Ecuador: Beyond the Dollar Coup
Almeida, Marcos, UNESCO Courier
Globalization is fine, say Ecuador's indigenous leaders, as long as it allows us to preserve our traditional culture and begin talks with the North on a level playing field
Luis Macas is one of the most prominent leaders and thinkers in Ecuador's indigenous people's movement. Invariably dressed in the distinctively dark poncho and sombrero from his village of Saraguro, in the country's western highlands, he manages the Internet edition of a newsletter published by the Institute for the Knowledge of Indigenous Culture. Macas heads this Quito-based body, having served stints as president of the Confederation of Ecuador's Indigenous Nationalities (CONAIE) and as a national deputy for the Pachakutik movement.

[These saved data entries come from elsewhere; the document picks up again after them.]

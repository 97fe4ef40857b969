//! Orthonormal frames

use super::{Dot, Float, Normal3f, Vector3f};

/// An orthonormal basis used to move directions between world space and
/// the local shading space whose z-axis is the shading normal.
#[derive(Copy, Clone, Debug, PartialEq)]
pub struct Frame {
    /// First tangent.
    pub s: Vector3f,

    /// Second tangent.
    pub t: Vector3f,

    /// Normal.
    pub n: Normal3f,
}

impl Frame {
    /// Builds a frame around a unit normal.
    ///
    /// * `n` - Unit normal.
    pub fn from_normal(n: &Normal3f) -> Self {
        let (s, t) = coordinate_system(n);
        Self { s, t, n: *n }
    }

    /// Transforms a world space direction into the local frame.
    ///
    /// * `v` - World space direction.
    pub fn to_local(&self, v: &Vector3f) -> Vector3f {
        Vector3f::new(v.dot(&self.s), v.dot(&self.t), v.dot(&self.n))
    }

    /// Transforms a local direction back into world space.
    ///
    /// * `v` - Local direction.
    pub fn to_world(&self, v: &Vector3f) -> Vector3f {
        self.s * v.x + self.t * v.y + self.n * v.z
    }
}

/// Construct a local coordinate system given a unit vector.
///
/// * `v1` - The unit vector.
pub fn coordinate_system(v1: &Vector3f) -> (Vector3f, Vector3f) {
    let sign: Float = if v1.z >= 0.0 { 1.0 } else { -1.0 };
    let a = -1.0 / (sign + v1.z);
    let b = v1.x * v1.y * a;
    let v2 = Vector3f::new(1.0 + sign * v1.x * v1.x * a, sign * b, -sign * v1.x);
    let v3 = Vector3f::new(b, sign + v1.y * v1.y * a, -v1.y);
    (v2, v3)
}
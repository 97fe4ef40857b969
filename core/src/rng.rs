//! Random Number Generator.

use crate::geometry::Point2f;
use crate::math::*;

/// 32-bit precision value for 1 - epsilon.
pub const ONE_MINUS_EPSILON: Float = hexf32!("0x1.fffffep-1"); // 0.99999994

const PCG32_DEFAULT_STATE: u64 = 0x853c49e6748fea9b;
const PCG32_DEFAULT_STREAM: u64 = 0xda3e39cb94b95bdb;
const PCG32_MULT: u64 = 0x5851f42d4c957f2d;

/// PCG32 pseudo-random number generator. It is small and `Copy` so that one
/// can be stored per path in a state column.
#[derive(Copy, Clone, Debug, PartialEq, Eq)]
pub struct RNG {
    state: u64,
    inc: u64,
}

impl Default for RNG {
    /// Return a new instance of `RNG` with default state and stream.
    fn default() -> Self {
        Self {
            state: PCG32_DEFAULT_STATE,
            inc: PCG32_DEFAULT_STREAM,
        }
    }
}

impl RNG {
    /// Create a new `RNG` by seeding it with the given starting sequence.
    ///
    /// * `sequence_index` - The starting sequence to seed with.
    pub fn new(sequence_index: u64) -> Self {
        let mut ret = Self { state: 0, inc: 0 };
        ret.set_sequence(sequence_index);
        ret
    }

    /// Initialize the random number generator sequence.
    ///
    /// * `init_seq` - The starting sequence to seed with.
    #[inline(always)]
    fn set_sequence(&mut self, init_seq: u64) {
        self.state = 0;
        self.inc = init_seq.wrapping_shl(1) | 1;
        let _ = self.uniform_u32();

        self.state = self.state.wrapping_add(PCG32_DEFAULT_STATE);
        let _ = self.uniform_u32();
    }

    /// Returns a uniformly distributed u32 value.
    #[inline(always)]
    pub fn uniform_u32(&mut self) -> u32 {
        let old_state = self.state;
        self.state = old_state.wrapping_mul(PCG32_MULT).wrapping_add(self.inc);

        let xor_shifted = (((old_state >> 18) ^ old_state) >> 27) as u32;
        let rot = (old_state >> 59) as u32;

        xor_shifted.rotate_right(rot)
    }

    /// Returns a uniformly distributed u64 value built from two draws.
    pub fn uniform_u64(&mut self) -> u64 {
        let hi = self.uniform_u32() as u64;
        let lo = self.uniform_u32() as u64;
        (hi << 32) | lo
    }

    /// Returns a uniformly distributed value over the half open interval [0.0, 1.0).
    pub fn uniform_float(&mut self) -> Float {
        min(
            self.uniform_u32() as Float * hexf32!("0x1.0p-32") as Float,
            ONE_MINUS_EPSILON,
        )
    }

    /// Returns a pair of uniformly distributed values in [0.0, 1.0)^2.
    pub fn uniform_2d(&mut self) -> Point2f {
        let u = self.uniform_float();
        let v = self.uniform_float();
        Point2f::new(u, v)
    }
}
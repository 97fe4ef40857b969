//! Lights

#[macro_use]
extern crate log;

mod diffuse;
mod gradient_sky;
mod uniform_sky;

// Re-export
pub use diffuse::*;
pub use gradient_sky::*;
pub use uniform_sky::*;
//! 3-D Vectors

use super::common::*;
use super::{abs, max, min, Axis, Float};
use num_traits::{Num, Zero};
use std::ops::{
    Add, AddAssign, Div, DivAssign, Index, IndexMut, Mul, MulAssign, Neg, Sub, SubAssign,
};

/// A 3-D vector containing numeric values.
#[derive(Copy, Clone, Debug, Default, PartialEq)]
pub struct Vector3<T> {
    /// X-coordinate.
    pub x: T,

    /// Y-coordinate.
    pub y: T,

    /// Z-coordinate.
    pub z: T,
}

/// 3-D vector containing `Float` values.
pub type Vector3f = Vector3<Float>;

/// 3-D point containing `Float` values.
pub type Point3f = Vector3<Float>;

/// 3-D surface normal containing `Float` values.
pub type Normal3f = Vector3<Float>;

impl<T: Num> Vector3<T> {
    /// Creates a new 3-D vector.
    ///
    /// * `x` - X-coordinate.
    /// * `y` - Y-coordinate.
    /// * `z` - Z-coordinate.
    pub fn new(x: T, y: T, z: T) -> Self {
        Self { x, y, z }
    }

    /// Creates a new 3-D zero vector.
    pub fn zero() -> Self
    where
        T: Zero,
    {
        Self::new(T::zero(), T::zero(), T::zero())
    }

    /// Returns true if either coordinate is NaN.
    pub fn has_nans(&self) -> bool
    where
        T: num_traits::Float,
    {
        self.x.is_nan() || self.y.is_nan() || self.z.is_nan()
    }

    /// Returns the square of the vector's length.
    pub fn length_squared(&self) -> T
    where
        T: Copy,
    {
        self.x * self.x + self.y * self.y + self.z * self.z
    }

    /// Returns the vector's length.
    pub fn length(&self) -> T
    where
        T: num_traits::Float,
    {
        self.length_squared().sqrt()
    }

    /// Returns the unit vector.
    pub fn normalize(&self) -> Self
    where
        T: num_traits::Float,
    {
        *self / self.length()
    }

    /// Returns a new vector containing absolute values of the components.
    pub fn abs(&self) -> Self
    where
        T: Neg<Output = T> + PartialOrd + Copy,
    {
        Self::new(abs(self.x), abs(self.y), abs(self.z))
    }

    /// Returns the cross product with another vector.
    ///
    /// * `other` - The other vector.
    pub fn cross(&self, other: &Self) -> Self
    where
        T: Copy,
    {
        Self::new(
            (self.y * other.z) - (self.z * other.y),
            (self.z * other.x) - (self.x * other.z),
            (self.x * other.y) - (self.y * other.x),
        )
    }

    /// Returns the largest coordinate value.
    pub fn max_component(&self) -> T
    where
        T: PartialOrd + Copy,
    {
        max(self.x, max(self.y, self.z))
    }

    /// Returns the axis with largest coordinate value.
    pub fn max_dimension(&self) -> Axis
    where
        T: PartialOrd,
    {
        if self.x > self.y {
            if self.x > self.z {
                Axis::X
            } else {
                Axis::Z
            }
        } else if self.y > self.z {
            Axis::Y
        } else {
            Axis::Z
        }
    }

    /// Return the component-wise minimum coordinate values with another vector.
    ///
    /// * `other` - The other vector.
    pub fn min(&self, other: &Self) -> Self
    where
        T: PartialOrd + Copy,
    {
        Self::new(
            min(self.x, other.x),
            min(self.y, other.y),
            min(self.z, other.z),
        )
    }

    /// Return the component-wise maximum coordinate values with another vector.
    ///
    /// * `other` - The other vector.
    pub fn max(&self, other: &Self) -> Self
    where
        T: PartialOrd + Copy,
    {
        Self::new(
            max(self.x, other.x),
            max(self.y, other.y),
            max(self.z, other.z),
        )
    }

    /// Returns a new vector with permuted coordinates according to given axes.
    ///
    /// * `x` - Axis to use for the x-coordinate of returned vector.
    /// * `y` - Axis to use for the y-coordinate of returned vector.
    /// * `z` - Axis to use for the z-coordinate of returned vector.
    pub fn permute(&self, x: Axis, y: Axis, z: Axis) -> Self
    where
        T: Copy,
    {
        Self::new(self[x], self[y], self[z])
    }

    /// Flips the vector so it lies in the same hemisphere as `other`.
    ///
    /// * `other` - The reference vector.
    pub fn face_forward(&self, other: &Self) -> Self
    where
        T: Neg<Output = T> + PartialOrd + Copy,
    {
        if self.dot(other) < T::zero() {
            -*self
        } else {
            *self
        }
    }
}

impl<T: Num + Neg<Output = T> + PartialOrd + Copy> Dot<Vector3<T>> for Vector3<T> {
    type Output = T;

    fn dot(&self, other: &Vector3<T>) -> T {
        self.x * other.x + self.y * other.y + self.z * other.z
    }
}

impl<T: Num> Add for Vector3<T> {
    type Output = Self;

    fn add(self, other: Self) -> Self::Output {
        Self::new(self.x + other.x, self.y + other.y, self.z + other.z)
    }
}

impl<T: Num + Copy> AddAssign for Vector3<T> {
    fn add_assign(&mut self, other: Self) {
        *self = *self + other;
    }
}

impl<T: Num> Sub for Vector3<T> {
    type Output = Self;

    fn sub(self, other: Self) -> Self::Output {
        Self::new(self.x - other.x, self.y - other.y, self.z - other.z)
    }
}

impl<T: Num + Copy> SubAssign for Vector3<T> {
    fn sub_assign(&mut self, other: Self) {
        *self = *self - other;
    }
}

impl<T: Num + Copy> Mul<T> for Vector3<T> {
    type Output = Self;

    fn mul(self, f: T) -> Self::Output {
        Self::new(f * self.x, f * self.y, f * self.z)
    }
}

impl Mul<Vector3<Float>> for Float {
    type Output = Vector3<Float>;

    fn mul(self, v: Vector3<Float>) -> Self::Output {
        v * self
    }
}

impl<T: Num + Copy> MulAssign<T> for Vector3<T> {
    fn mul_assign(&mut self, f: T) {
        *self = *self * f;
    }
}

impl<T: Num + Copy> Div<T> for Vector3<T> {
    type Output = Self;

    fn div(self, f: T) -> Self::Output {
        debug_assert!(!f.is_zero());
        let inv = T::one() / f;
        Self::new(inv * self.x, inv * self.y, inv * self.z)
    }
}

impl<T: Num + Copy> DivAssign<T> for Vector3<T> {
    fn div_assign(&mut self, f: T) {
        *self = *self / f;
    }
}

impl<T: Num + Neg<Output = T>> Neg for Vector3<T> {
    type Output = Self;

    fn neg(self) -> Self::Output {
        Self::new(-self.x, -self.y, -self.z)
    }
}

impl<T> Index<Axis> for Vector3<T> {
    type Output = T;

    fn index(&self, axis: Axis) -> &Self::Output {
        match axis {
            Axis::X => &self.x,
            Axis::Y => &self.y,
            Axis::Z => &self.z,
        }
    }
}

impl<T> IndexMut<Axis> for Vector3<T> {
    fn index_mut(&mut self, axis: Axis) -> &mut Self::Output {
        match axis {
            Axis::X => &mut self.x,
            Axis::Y => &mut self.y,
            Axis::Z => &mut self.z,
        }
    }
}

impl<T> From<[T; 3]> for Vector3<T> {
    fn from([x, y, z]: [T; 3]) -> Self {
        Self { x, y, z }
    }
}

#[cfg(test)]
mod tests {
    use super::*;
    use proptest::prelude::*;

    #[test]
    fn cross_of_axes() {
        let x = Vector3f::new(1.0, 0.0, 0.0);
        let y = Vector3f::new(0.0, 1.0, 0.0);
        assert_eq!(x.cross(&y), Vector3f::new(0.0, 0.0, 1.0));
    }

    #[test]
    fn max_dimension_picks_largest() {
        assert_eq!(Vector3f::new(1.0, 5.0, 2.0).max_dimension(), Axis::Y);
        assert_eq!(Vector3f::new(1.0, 0.0, 2.0).max_dimension(), Axis::Z);
    }

    prop_vector3!(
        vector3_f32,
        f32,
        -100.0f32..100.0f32,
        -100.0f32..100.0f32,
        -100.0f32..100.0f32
    );

    proptest! {
        #[test]
        fn normalize_has_unit_length(v in vector3_f32()) {
            prop_assume!(v.length() > 1e-3);
            prop_assert!((v.normalize().length() - 1.0).abs() < 1e-4);
        }

        #[test]
        fn cross_is_orthogonal(v1 in vector3_f32(), v2 in vector3_f32()) {
            let c = v1.cross(&v2);
            let tolerance = 1e-2 * (1.0 + v1.length() * v2.length()) * (1.0 + v1.length().max(v2.length()));
            prop_assert!(c.dot(&v1).abs() <= tolerance);
        }

        #[test]
        fn add_sub_cancel(v1 in vector3_f32(), v2 in vector3_f32()) {
            let v = (v1 + v2) - v2;
            prop_assert!((v - v1).length() < 1e-3);
        }
    }
}
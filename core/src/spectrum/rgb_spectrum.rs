//! RGB Spectrum

use crate::math::*;
use std::ops::{Add, AddAssign, Div, DivAssign, Index, IndexMut, Mul, MulAssign, Sub};

/// Number of RGB samples.
pub const RGB_SAMPLES: usize = 3;

/// Luminance weights of the linear sRGB primaries.
const Y_WEIGHT: [Float; 3] = [0.212671, 0.715160, 0.072169];

/// Stores a linear RGB triple.
#[derive(Copy, Clone, Debug, Default, PartialEq)]
pub struct RGBSpectrum {
    /// The RGB components.
    pub c: [Float; RGB_SAMPLES],
}

impl RGBSpectrum {
    /// Create a new `RGBSpectrum` with a constant value across all channels.
    ///
    /// * `v` - Constant value.
    pub fn new(v: Float) -> Self {
        Self { c: [v; RGB_SAMPLES] }
    }

    /// Create a new `RGBSpectrum` from individual components.
    ///
    /// * `r` - Red.
    /// * `g` - Green.
    /// * `b` - Blue.
    pub fn from_rgb(r: Float, g: Float, b: Float) -> Self {
        Self { c: [r, g, b] }
    }

    /// Returns a spectrum that is zero everywhere.
    pub fn zero() -> Self {
        Self::new(0.0)
    }

    /// Returns a spectrum that is one everywhere.
    pub fn one() -> Self {
        Self::new(1.0)
    }

    /// Returns true if the spectrum is zero everywhere.
    pub fn is_black(&self) -> bool {
        self.c.iter().all(|&v| v == 0.0)
    }

    /// Returns true if any component is NaN.
    pub fn has_nans(&self) -> bool {
        self.c.iter().any(|v| v.is_nan())
    }

    /// Returns the luminance.
    pub fn y(&self) -> Float {
        Y_WEIGHT[0] * self.c[0] + Y_WEIGHT[1] * self.c[1] + Y_WEIGHT[2] * self.c[2]
    }

    /// Returns the largest component.
    pub fn max_component_value(&self) -> Float {
        max(self.c[0], max(self.c[1], self.c[2]))
    }

    /// Returns the average of the components.
    pub fn average(&self) -> Float {
        (self.c[0] + self.c[1] + self.c[2]) / 3.0
    }

    /// Returns `e^x` per component.
    pub fn exp(&self) -> Self {
        Self::from_rgb(self.c[0].exp(), self.c[1].exp(), self.c[2].exp())
    }

    /// Returns the components as an array.
    pub fn to_rgb(&self) -> [Float; 3] {
        self.c
    }
}

impl Clamp<Float> for RGBSpectrum {
    fn clamp(&self, low: Float, high: Float) -> Self {
        Self::from_rgb(
            clamp(self.c[0], low, high),
            clamp(self.c[1], low, high),
            clamp(self.c[2], low, high),
        )
    }

    /// Clamps the components to [0.0, INFINITY].
    fn clamp_default(&self) -> Self {
        self.clamp(0.0, INFINITY)
    }
}

impl From<Float> for RGBSpectrum {
    fn from(v: Float) -> Self {
        Self::new(v)
    }
}

impl From<[Float; 3]> for RGBSpectrum {
    fn from(c: [Float; 3]) -> Self {
        Self { c }
    }
}

impl Add for RGBSpectrum {
    type Output = Self;

    fn add(self, other: Self) -> Self::Output {
        Self::from_rgb(
            self.c[0] + other.c[0],
            self.c[1] + other.c[1],
            self.c[2] + other.c[2],
        )
    }
}

impl AddAssign for RGBSpectrum {
    fn add_assign(&mut self, other: Self) {
        *self = *self + other;
    }
}

impl Sub for RGBSpectrum {
    type Output = Self;

    fn sub(self, other: Self) -> Self::Output {
        Self::from_rgb(
            self.c[0] - other.c[0],
            self.c[1] - other.c[1],
            self.c[2] - other.c[2],
        )
    }
}

impl Mul for RGBSpectrum {
    type Output = Self;

    fn mul(self, other: Self) -> Self::Output {
        Self::from_rgb(
            self.c[0] * other.c[0],
            self.c[1] * other.c[1],
            self.c[2] * other.c[2],
        )
    }
}

impl Mul<Float> for RGBSpectrum {
    type Output = Self;

    fn mul(self, f: Float) -> Self::Output {
        Self::from_rgb(self.c[0] * f, self.c[1] * f, self.c[2] * f)
    }
}

impl Mul<RGBSpectrum> for Float {
    type Output = RGBSpectrum;

    fn mul(self, s: RGBSpectrum) -> Self::Output {
        s * self
    }
}

impl MulAssign for RGBSpectrum {
    fn mul_assign(&mut self, other: Self) {
        *self = *self * other;
    }
}

impl MulAssign<Float> for RGBSpectrum {
    fn mul_assign(&mut self, f: Float) {
        *self = *self * f;
    }
}

impl Div<Float> for RGBSpectrum {
    type Output = Self;

    fn div(self, f: Float) -> Self::Output {
        debug_assert!(f != 0.0);
        let inv = 1.0 / f;
        self * inv
    }
}

impl DivAssign<Float> for RGBSpectrum {
    fn div_assign(&mut self, f: Float) {
        *self = *self / f;
    }
}

impl Index<usize> for RGBSpectrum {
    type Output = Float;

    fn index(&self, i: usize) -> &Self::Output {
        &self.c[i]
    }
}

impl IndexMut<usize> for RGBSpectrum {
    fn index_mut(&mut self, i: usize) -> &mut Self::Output {
        &mut self.c[i]
    }
}
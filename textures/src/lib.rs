//! Textures

#[macro_use]
extern crate log;

mod constant;
mod imagemap;

// Re-export
pub use constant::*;
pub use imagemap::*;
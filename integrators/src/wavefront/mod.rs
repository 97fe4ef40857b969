//! Wavefront Path Tracer
//!
//! Path tracing split into bulk stages that run over a pool of in-flight
//! paths: Generate, Trace, Sort, Shade and Shadow. Paths that survive Shade
//! are compacted into the next generation and free slots are refilled by
//! Generate until every sample has been traced.

use std::sync::Arc;
use wavefront_core::device::*;
use wavefront_core::error::*;
use wavefront_core::film::*;
use wavefront_core::geometry::*;
use wavefront_core::renderer::*;
use wavefront_core::reporter::*;
use wavefront_core::scene::*;

mod generate;
mod path_state;
mod shade;
mod shadow;
mod sort;
mod trace;

pub use generate::*;
pub use path_state::*;
pub use shade::*;
pub use shadow::*;
pub use sort::*;
pub use trace::*;

/// Counts of one iteration.
#[derive(Copy, Clone, Debug, Default, PartialEq, Eq)]
pub struct IterationStats {
    /// Paths spawned by Generate.
    pub spawned: usize,

    /// Paths in flight before Generate.
    pub active_before: usize,

    /// Paths carried into the next iteration.
    pub active_after: usize,

    /// Paths that finished and were splatted.
    pub terminated: usize,

    /// Shadow rays tested.
    pub shadow_rays: usize,
}

/// Renders a scene with the wavefront stages.
pub struct WavefrontPathTracer {
    params: RendererParams,
    scene: Arc<Scene>,
    reporter: ArcReporter,
}

impl WavefrontPathTracer {
    /// Create a new `WavefrontPathTracer`. The parameters are validated
    /// here, before any kernel is built.
    ///
    /// * `params` - Renderer parameters.
    /// * `scene`  - The scene.
    pub fn new(params: RendererParams, scene: Arc<Scene>) -> Result<Self> {
        params.validate()?;
        Ok(Self {
            params,
            scene,
            reporter: Arc::new(NullReporter),
        })
    }

    /// Sets the reporter notified of progress and previews.
    ///
    /// * `reporter` - The reporter.
    pub fn with_reporter(self, reporter: ArcReporter) -> Self {
        Self { reporter, ..self }
    }

    /// Returns the parameters.
    pub fn params(&self) -> &RendererParams {
        &self.params
    }

    /// Builds the film, every stage and the path state.
    pub fn build_pipeline(&self) -> Result<WavefrontPipeline> {
        let params = &self.params;
        let scene = &self.scene;
        let state_count = params.state_count as usize;
        info!(
            "Building wavefront pipeline for {}x{} at {} spp with {} paths in flight",
            params.width, params.height, params.spp, state_count
        );

        let film = Arc::new(Film::new(params.width, params.height, params.albedo, params.normal));

        let generate = GeneratePipeline::new(
            Arc::clone(&scene.camera),
            Point2u::new(params.width, params.height),
            params.spp,
            state_count,
            scene.has_motion_blur,
        );
        let trace = TracePipeline::new(
            Arc::clone(&scene.traversal),
            scene.has_motion_blur,
            scene.is_triangle_only(),
        );
        info!(
            "Tracing with motion blur {}, triangle only {}",
            trace.has_motion_blur(),
            trace.triangle_only()
        );
        let shade = ShadePipeline::new(
            Arc::clone(&film),
            Arc::clone(scene),
            ShadeParams {
                min_depth: params.min_depth,
                max_depth: params.max_depth,
                rr_threshold: params.rr_threshold,
                rr_cont_prob: params.rr_cont_prob,
            },
        )
        .with_context(|| "unable to build shade pipeline")?;
        let shadow = ShadowPipeline::new(Arc::clone(&film), Arc::clone(scene))
            .with_context(|| "unable to build shadow pipeline")?;

        let mut path_state = PathState::new();
        path_state.initialize(state_count);

        Ok(WavefrontPipeline {
            film,
            device: Device::new(),
            path_state,
            generate,
            trace,
            sort: SortPipeline::new(),
            shade,
            shadow,
            active_state_count: 0,
            finished: 0,
            iteration: 0,
        })
    }
}

impl Renderer for WavefrontPathTracer {
    fn render(&self, stop: &StopToken) -> Result<RenderResult> {
        let mut pipeline = self.build_pipeline()?;
        let total = pipeline.total_samples();

        self.reporter.new_stage("rendering");
        let mut complete = true;
        while !pipeline.is_done() {
            if stop.is_stopped() {
                info!("Render stopped after {} of {} samples", pipeline.finished(), total);
                complete = false;
                break;
            }

            pipeline.iterate()?;
            self.reporter.progress(100.0 * pipeline.finished() as f64 / total as f64);
            if self.reporter.need_preview() {
                self.reporter.new_preview(pipeline.film().preview(), self.params.width, self.params.height);
            }
        }
        pipeline.synchronize();
        self.reporter.complete_stage();

        info!(
            "Rendered {} samples in {} iterations ({} kernel launches)",
            pipeline.finished(),
            pipeline.iteration(),
            pipeline.launch_count()
        );
        Ok(pipeline.result(complete))
    }
}

/// The stages of one render and the state they share.
pub struct WavefrontPipeline {
    film: Arc<Film>,
    device: Device,
    path_state: PathState,
    generate: GeneratePipeline,
    trace: TracePipeline,
    sort: SortPipeline,
    shade: ShadePipeline,
    shadow: ShadowPipeline,

    /// Paths in flight.
    active_state_count: usize,

    /// Paths splatted into the film.
    finished: u64,

    /// Iterations run so far.
    iteration: usize,
}

impl WavefrontPipeline {
    /// Runs Generate, Trace, Sort, Shade and Shadow once.
    pub fn iterate(&mut self) -> Result<IterationStats> {
        let iteration = self.iteration;
        let active_before = self.active_state_count;

        let spawned = self
            .generate
            .generate(&self.device, active_before, &mut self.path_state)
            .with_context(|| format!("iteration {iteration}"))?;
        let active = active_before + spawned;

        self.trace
            .trace(&self.device, active, &mut self.path_state)
            .with_context(|| format!("iteration {iteration}"))?;

        self.sort.sort(active, &mut self.path_state);

        let counters = self
            .shade
            .shade(&self.device, active, &mut self.path_state)
            .with_context(|| format!("iteration {iteration}"))?;

        if counters.shadow_ray_counter > 0 {
            self.shadow
                .test(&self.device, counters.shadow_ray_counter, &self.path_state)
                .with_context(|| format!("iteration {iteration}"))?;
        }

        self.path_state.next_iteration(counters.active_state_counter);

        let stats = IterationStats {
            spawned,
            active_before,
            active_after: counters.active_state_counter,
            terminated: active - counters.active_state_counter,
            shadow_rays: counters.shadow_ray_counter,
        };
        debug!("Iteration {}: {:?}", iteration, stats);

        self.active_state_count = stats.active_after;
        self.finished += stats.terminated as u64;
        self.iteration += 1;
        Ok(stats)
    }

    /// Returns true once every sample has been spawned and finished.
    pub fn is_done(&self) -> bool {
        self.generate.is_done() && self.active_state_count == 0
    }

    /// Returns the film.
    pub fn film(&self) -> &Film {
        &self.film
    }

    /// Returns the path state.
    pub fn path_state(&self) -> &PathState {
        &self.path_state
    }

    /// Returns the number of paths in flight.
    pub fn active_state_count(&self) -> usize {
        self.active_state_count
    }

    /// Returns the number of samples spawned so far.
    pub fn spawned(&self) -> u64 {
        self.generate.spawned()
    }

    /// Returns the number of samples splatted so far.
    pub fn finished(&self) -> u64 {
        self.finished
    }

    /// Returns the number of samples of the whole image.
    pub fn total_samples(&self) -> u64 {
        self.generate.total_samples()
    }

    /// Returns the number of iterations run so far.
    pub fn iteration(&self) -> usize {
        self.iteration
    }

    /// Returns the number of kernel launches so far.
    pub fn launch_count(&self) -> usize {
        self.device.launch_count()
    }

    /// Waits for every queued launch.
    pub fn synchronize(&self) {
        self.device.synchronize();
    }

    /// Reads the film back into host images.
    ///
    /// * `complete` - Whether every sample finished.
    pub fn result(&self, complete: bool) -> RenderResult {
        RenderResult {
            radiance: self.film.radiance_image(),
            albedo: self.film.albedo_image(),
            normal: self.film.normal_image(),
            complete,
        }
    }
}
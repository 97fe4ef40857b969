//! Shadow Pipeline

use super::path_state::*;
use std::sync::Arc;
use wavefront_core::device::*;
use wavefront_core::dispatch::*;
use wavefront_core::error::*;
use wavefront_core::film::*;
use wavefront_core::geometry::*;
use wavefront_core::medium::*;
use wavefront_core::scene::*;

/// Tests shadow rays for occlusion and splats the contribution of the
/// unoccluded ones.
pub struct ShadowPipeline {
    film: Arc<Film>,
    scene: Arc<Scene>,
    media: Switch<CompiledMedium>,

    /// Segment length used for shadow rays towards the environment.
    world_diagonal: Float,
}

impl ShadowPipeline {
    /// Builds the shadow kernel.
    ///
    /// * `film`  - Film to splat into.
    /// * `scene` - The scene.
    pub fn new(film: Arc<Film>, scene: Arc<Scene>) -> Result<Self> {
        let mut cc = CompileContext::new("shadow");
        let media = compile_media(&mut cc, &scene.media)?;
        info!(
            "Compiled '{}' kernel: {} media, {} functions",
            cc.kernel(),
            media.len(),
            cc.function_count()
        );
        cc.log_functions();

        Ok(Self {
            world_diagonal: scene.world_diagonal(),
            film,
            scene,
            media,
        })
    }

    /// Tests the first `shadow_ray_count` shadow rays. The path state is only
    /// read.
    ///
    /// * `device`           - Device to launch on.
    /// * `shadow_ray_count` - Number of shadow rays.
    /// * `soa`              - Path state.
    pub fn test(&self, device: &Device, shadow_ray_count: usize, soa: &PathState) -> Result<()> {
        device.launch_for_each("shadow", shadow_ray_count, |i| {
            let record = soa.shadow.read(i);
            let ray = record.ray();
            if self.scene.traversal.occluded(&ray) {
                return Ok(());
            }

            let t = if record.ray_t1.is_infinite() {
                self.world_diagonal
            } else {
                record.ray_t1
            };
            let mut rng = record.rng;
            let tr = transmittance(&self.media, record.medium_id, &ray, t, &mut rng)?;
            self.film.splat_radiance(&record.pixel_coord, &(record.beta_li * tr));
            Ok(())
        })
    }
}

The CONAIE and its political wing Pachakutik, which today has six deputies in the 123-seat unicameral Ecuadorian parliament, was one of the main groups involved in a popular uprising in January 2000 that shocked the world by seizing control of the government and parliament in Quito. Allied with a group of young military officers rebelling against corruption, the indigenous groups forced the then President Jamil Mahuad to resign and flee the country, though the insurgents failed to secure one of their main objectives: stopping a bid to dollarize the economy, which wiped out the national currency, the sucre, with the stroke of a pen.
Niches of Local power
For Luis Macas, a restored sense of identity is not only important for indigenous people, who make up a third of the country's 12 million people, but for Ecuadonan society as a whole. Once indigenous people complete their period of "self-definition" through struggles for land and preservation of their ancestral culture, Macas argues, "ethnic differences can be superseded" and political plans drafted for the whole society.
Macas places great hope in the niches of local power won by Ecuador's indigenous movement in May 2000, when they romped to victory in 27 town halls and five provincial districts out of 22--a totally unparalleled event in recent Latin American history.
According to Macas, success at the ballot box needs to be converted into better training for local indigenous leaders and greater democratic participation by communities: "there are two bases, the technical and the political, and we have to strengthen both," he declares.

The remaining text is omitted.